Growing up in Harrow, even decades after Rosen is able to remember a number of details about his childhood. Until he was 17, he lived out of the family flat in Pinner – specifically 30A Bridge Street – at 17 moving to another flat on Love Lane. Both flats were – and still can – be found above shops, and Rosen can recall how as a child he had made use of the wide alleys that stretched out behind the shops, and of the waste disposed of at the nearby builder’s yard. As Rosen as put it, the alleys and the dump were both his playground growing up.
As he grew up, his mother Connie also encouraged him to take party in a number of writing competitions, even encouraging Rosen to produce poetry for the programme she was working on as part of her job – some of which she even used. Reflecting on his childhood recently with the Harrow Times, Rosen can recall a number of specific details, be they go-karting or breaking his teeth in Pinner Memorial Park. Perhaps unsurprisingly, his childhood in Pinner has found its way to a number of his poems over the years – most notably in ‘Quick, Let’s Get Out of Here,’ and, ‘You Wait Till I’m Older Than You.’
Rosen also found his education in the local area – albeit at from a number of different places. Attending nursery at Tynholme in Wealdstone and Pinner Wood, Rosen went to primary school at the then-recently opened West Lodge – near to where he had lived – before going to Harrow Weald County Grammar School, where his older brother had gone before him, and where his father had taught during the war, and then later Watford Boys Grammar School when his family moved out of Harrow. During this time at Harrow Weald, Rosen entered more writing competitions, further perfecting his craft until he was ready for higher education. Yet, at least initially, Rosen was not set on the path for authorship – with him initially attending Middlesex Hospital Medical School for medical training until he swapped Middlesex for Oxford, and medicine for English.

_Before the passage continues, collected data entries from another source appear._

impl Reconciler {
    /// Creates a new `Reconciler`
    #[must_use]
    pub fn new(
        directory: Arc<dyn RoomDirectory>,
        repository: Arc<dyn LedgerRepository>,
        env: LedgerEnvironment,
    ) -> Self {
        Self {
            directory,
            repository,
            env,
            reducer: LedgerReducer::new(),
            locks: RoomLocks::new(),
        }
    }

    /// Reconcile one canonical event.
    ///
    /// # Errors
    ///
    /// Returns [`ReconcileError`] if the directory or the ledger backend
    /// fails. Nothing is written in that case, not even the audit record.
    #[tracing::instrument(
        skip_all,
        fields(
            event_id = %event.event_id,
            source = %event.source,
            kind = %event.kind,
            reservation = %event.source_reservation_id,
        )
    )]
    pub async fn process(&self, event: CanonicalEvent) -> Result<ProcessingResult, ReconcileError> {
        let started = Instant::now();
        let audit = EventAuditRecord::from_event(&event, self.env.clock.now());

        let result = self.route(&event, audit).await;

        match &result {
            Ok(processed) => {
                metrics::record_reconcile(event.kind, processed.outcome, started.elapsed());
                match processed.failure_reason {
                    Some(reason) => tracing::warn!(reason = %reason, "Event rejected"),
                    None => tracing::info!(outcome = processed.outcome.as_str(), "Event reconciled"),
                }
            },
            Err(e) => tracing::error!(error = %e, "Reconciliation failed"),
        }
        result
    }

    async fn route(
        &self,
        event: &CanonicalEvent,
        audit: EventAuditRecord,
    ) -> Result<ProcessingResult, ReconcileError> {
        let room = match event.room_ref.as_deref() {
            Some(room_ref) => self.directory.resolve_room(event.source, room_ref).await?,
            None => None,
        };
        let property_known = match event.property_ref.as_deref() {
            Some(property_ref) => self
                .directory
                .resolve_property(event.source, property_ref)
                .await?
                .is_some(),
            None => true,
        };

        // The room mapping is the only gate; the property only names the
        // rejection when no room resolves.
        let Some(room) = room else {
            let reason = if property_known {
                FailureReason::UnknownRoom
            } else {
                FailureReason::UnknownProperty
            };
            return self.reject(audit, reason, None).await;
        };
        if !property_known {
            tracing::debug!(
                property_ref = event.property_ref.as_deref().unwrap_or_default(),
                room_id = %room.id,
                "Property not mapped; continuing with resolved room"
            );
        }

        match event.kind {
            EventKind::Booking => self.book(event, room, audit).await,
            EventKind::Cancellation => self.cancel(event, room, audit).await,
        }
    }

    async fn book(
        &self,
        event: &CanonicalEvent,
        room: Room,
        audit: EventAuditRecord,
    ) -> Result<ProcessingResult, ReconcileError> {
        let Some(stay) = event.stay else {
            return self.reject(audit, FailureReason::NotAvailable, Some(room)).await;
        };

        let _guard = self.locks.acquire(room.id).await;
        let key = event.reservation_key();
        let existing = self.repository.find_reservation(&key).await?;
        let days = self.repository.load_days(room.id, stay).await?;
        let mut ledger = RoomLedger::load(room.id, days, existing);

        self.reducer.reduce(
            &mut ledger,
            LedgerAction::BookStay {
                key,
                stay,
                guest: event.guest.clone(),
                total_amount: event.total_amount,
                booked_at: event.occurred_at,
            },
            &self.env,
        );

        self.settle(ledger, room, audit).await
    }

    async fn cancel(
        &self,
        event: &CanonicalEvent,
        room: Room,
        audit: EventAuditRecord,
    ) -> Result<ProcessingResult, ReconcileError> {
        let key = event.reservation_key();
        let Some(found) = self.repository.find_reservation(&key).await? else {
            tracing::debug!(key = %key, "Cancellation for unknown reservation");
            return self
                .settle(RoomLedger::empty(room.id), room, audit)
                .await;
        };

        // The reservation's own room, which may differ from the event's mapping.
        let _guard = self.locks.acquire(found.room_id).await;
        let current = self.repository.find_reservation(&key).await?;
        let ledger_room = current.as_ref().map_or(found.room_id, |r| r.room_id);
        let days = match &current {
            Some(reservation) => self.repository.load_days(ledger_room, reservation.stay).await?,
            None => Vec::new(),
        };
        let mut ledger = RoomLedger::load(ledger_room, days, current);

        self.reducer
            .reduce(&mut ledger, LedgerAction::CancelReservation { key }, &self.env);

        self.settle(ledger, room, audit).await
    }

    /// Turn the ledger outcome into a result and persist everything in one commit
    async fn settle(
        &self,
        ledger: RoomLedger,
        room: Room,
        mut audit: EventAuditRecord,
    ) -> Result<ProcessingResult, ReconcileError> {
        let now = self.env.clock.now();
        let reservation = ledger.reservation().cloned();
        let result = match ledger.outcome.clone() {
            Some(LedgerOutcome::Booked(_)) => {
                ProcessingResult::applied(ProcessingOutcome::Booked, room, reservation)
            },
            Some(LedgerOutcome::Cancelled(_)) => {
                ProcessingResult::applied(ProcessingOutcome::Cancelled, room, reservation)
            },
            Some(LedgerOutcome::AlreadyApplied(_)) => {
                ProcessingResult::applied(ProcessingOutcome::AlreadyApplied, room, reservation)
            },
            Some(LedgerOutcome::Unavailable(dates)) => {
                tracing::debug!(?dates, "Requested nights are taken");
                ProcessingResult::rejected(FailureReason::NotAvailable, Some(room))
            },
            Some(LedgerOutcome::CancellationIgnored) => {
                ProcessingResult::applied(ProcessingOutcome::CancellationIgnored, room, None)
            },
            other => return Err(ReconcileError::UnexpectedOutcome(format!("{other:?}"))),
        };

        match (&result.failure_reason, &result.room) {
            (Some(reason), _) => audit.mark_failed(reason.as_str(), now),
            (None, Some(room)) => audit.mark_processed(
                room.id,
                result.reservation.as_ref().map(|r| r.id),
                now,
            ),
            (None, None) => {},
        }

        let changes = ledger.changes();
        self.repository
            .commit(LedgerCommit {
                audit: Some(audit),
                days: changes.days,
                reservations: changes.reservation.into_iter().collect(),
            })
            .await?;
        Ok(result)
    }

    async fn reject(
        &self,
        mut audit: EventAuditRecord,
        reason: FailureReason,
        room: Option<Room>,
    ) -> Result<ProcessingResult, ReconcileError> {
        audit.mark_failed(reason.as_str(), self.env.clock.now());
        self.repository.commit(LedgerCommit::audit_only(audit)).await?;
        Ok(ProcessingResult::rejected(reason, room))
    }

    // ========================================================================
    // Direct ledger commands
    // ========================================================================

    /// Apply a command to a room's ledger under its lock and persist the changes.
    async fn run_command(
        &self,
        room_id: RoomId,
        window: Option<StayRange>,
        reservation: Option<Reservation>,
        action: LedgerAction,
    ) -> Result<LedgerOutcome, ReconcileError> {
        let days = match window {
            Some(stay) => self.repository.load_days(room_id, stay).await?,
            None => Vec::new(),
        };
        let mut ledger = RoomLedger::load(room_id, days, reservation);
        self.reducer.reduce(&mut ledger, action, &self.env);

        if ledger.is_dirty() {
            let changes = ledger.changes();
            self.repository
                .commit(LedgerCommit {
                    audit: None,
                    days: changes.days,
                    reservations: changes.reservation.into_iter().collect(),
                })
                .await?;
        }
        Ok(ledger
            .outcome
            .unwrap_or_else(|| LedgerOutcome::Invalid("command produced no outcome".to_string())))
    }

    /// Take available nights of a room out of sale.
    ///
    /// Returns [`LedgerOutcome::Unavailable`] without writing if any night is
    /// booked or already blocked.
    ///
    /// # Errors
    ///
    /// Returns [`ReconcileError`] if the ledger backend fails.
    pub async fn block_dates(
        &self,
        room_id: RoomId,
        stay: StayRange,
        reason: impl Into<String>,
    ) -> Result<LedgerOutcome, ReconcileError> {
        let _guard = self.locks.acquire(room_id).await;
        let reason = reason.into();
        tracing::info!(room = %room_id, %stay, %reason, "Blocking dates");
        self.run_command(room_id, Some(stay), None, LedgerAction::BlockDates { stay, reason })
            .await
    }

    /// Return blocked nights of a room to sale. Booked nights are left alone.
    ///
    /// # Errors
    ///
    /// Returns [`ReconcileError`] if the ledger backend fails.
    pub async fn release_block(
        &self,
        room_id: RoomId,
        stay: StayRange,
    ) -> Result<LedgerOutcome, ReconcileError> {
        let _guard = self.locks.acquire(room_id).await;
        tracing::info!(room = %room_id, %stay, "Releasing blocked dates");
        self.run_command(room_id, Some(stay), None, LedgerAction::ReleaseBlock { stay })
            .await
    }

    /// Mark a reservation completed. Its nights stay booked.
    ///
    /// # Errors
    ///
    /// Returns [`ReconcileError::ReservationNotFound`] for an unknown key, or
    /// [`ReconcileError::Repository`] if the backend fails.
    pub async fn complete_reservation(
        &self,
        key: &ReservationKey,
    ) -> Result<LedgerOutcome, ReconcileError> {
        self.close(key, LedgerAction::CompleteReservation { key: key.clone() })
            .await
    }

    /// Mark a reservation a no-show. Its nights stay booked.
    ///
    /// # Errors
    ///
    /// Returns [`ReconcileError::ReservationNotFound`] for an unknown key, or
    /// [`ReconcileError::Repository`] if the backend fails.
    pub async fn mark_no_show(
        &self,
        key: &ReservationKey,
    ) -> Result<LedgerOutcome, ReconcileError> {
        self.close(key, LedgerAction::MarkNoShow { key: key.clone() })
            .await
    }

    async fn close(
        &self,
        key: &ReservationKey,
        action: LedgerAction,
    ) -> Result<LedgerOutcome, ReconcileError> {
        let found = self
            .repository
            .find_reservation(key)
            .await?
            .ok_or_else(|| ReconcileError::ReservationNotFound(key.clone()))?;
        let _guard = self.locks.acquire(found.room_id).await;
        let current = self
            .repository
            .find_reservation(key)
            .await?
            .ok_or_else(|| ReconcileError::ReservationNotFound(key.clone()))?;
        self.run_command(current.room_id, None, Some(current), action)
            .await
    }

    /// Status of every night of `stay` for a room.
    ///
    /// # Errors
    ///
    /// Returns [`ReconcileError`] if the ledger backend fails.
    pub async fn availability(
        &self,
        room_id: RoomId,
        stay: StayRange,
    ) -> Result<Vec<(NaiveDate, InventoryStatus)>, ReconcileError> {
        let ledger = RoomLedger::load(room_id, self.repository.load_days(room_id, stay).await?, None);
        Ok(stay
            .dates()
            .map(|date| (date, ledger.status_on(date)))
            .collect())
    }

    /// Reservation by dedup key.
    ///
    /// # Errors
    ///
    /// Returns [`ReconcileError`] if the ledger backend fails.
    pub async fn reservation(
        &self,
        key: &ReservationKey,
    ) -> Result<Option<Reservation>, ReconcileError> {
        Ok(self.repository.find_reservation(key).await?)
    }

    /// Every audit record, in commit order.
    ///
    /// # Errors
    ///
    /// Returns [`ReconcileError`] if the ledger backend fails.
    pub async fn audit_log(&self) -> Result<Vec<EventAuditRecord>, ReconcileError> {
        Ok(self.repository.audit_log().await?)
    }
}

From there, Rosen quickly became the successful and well-loved writer for which he is now known – albeit not without hiccups along the way, most notably his effective-firing from the BBC in 1972, who did not take kindly to his somewhat radical politics after a change in policy at the corporation. Nevertheless, this only saw Rosen go freelance, and in 1974 he produced his first book – a poetry book for children – called Mind Your Own Business. Plenty more followed after, perhaps most notably his arguably most famous book We’re Going on a Bear Hunt in 1989 – for which he won the Nestlé Smarties Book Prize for the year, and which later broke the Guinness World Record for the largest reading lesson.
Since then, Rosen has continued to write widely – not just in poetry and prose but also for TV – and now lives in North London with his own family, in some ways keeping close to the roots which, as can be seen in his numerous interviews and blog posts, he has never entirely lost sight of.
As one of the nation’s most famous and loved writers, and with Pinner and Harrow informing much of his poetry, Michael Rosen is but another famous Harrowvian that we ought remember. Indeed, when next you find yourself reading his childhood classic Going on a Bear Hunt, it would do well to think of the man behind it, and the boy behind that, growing up in Pinner, learning his craft in its alleys and its streets and schools. Certainly, on a personal level, knowing that Rosen too was born and raised here means I will look upon his Bear Hunt book that even more fondly than before.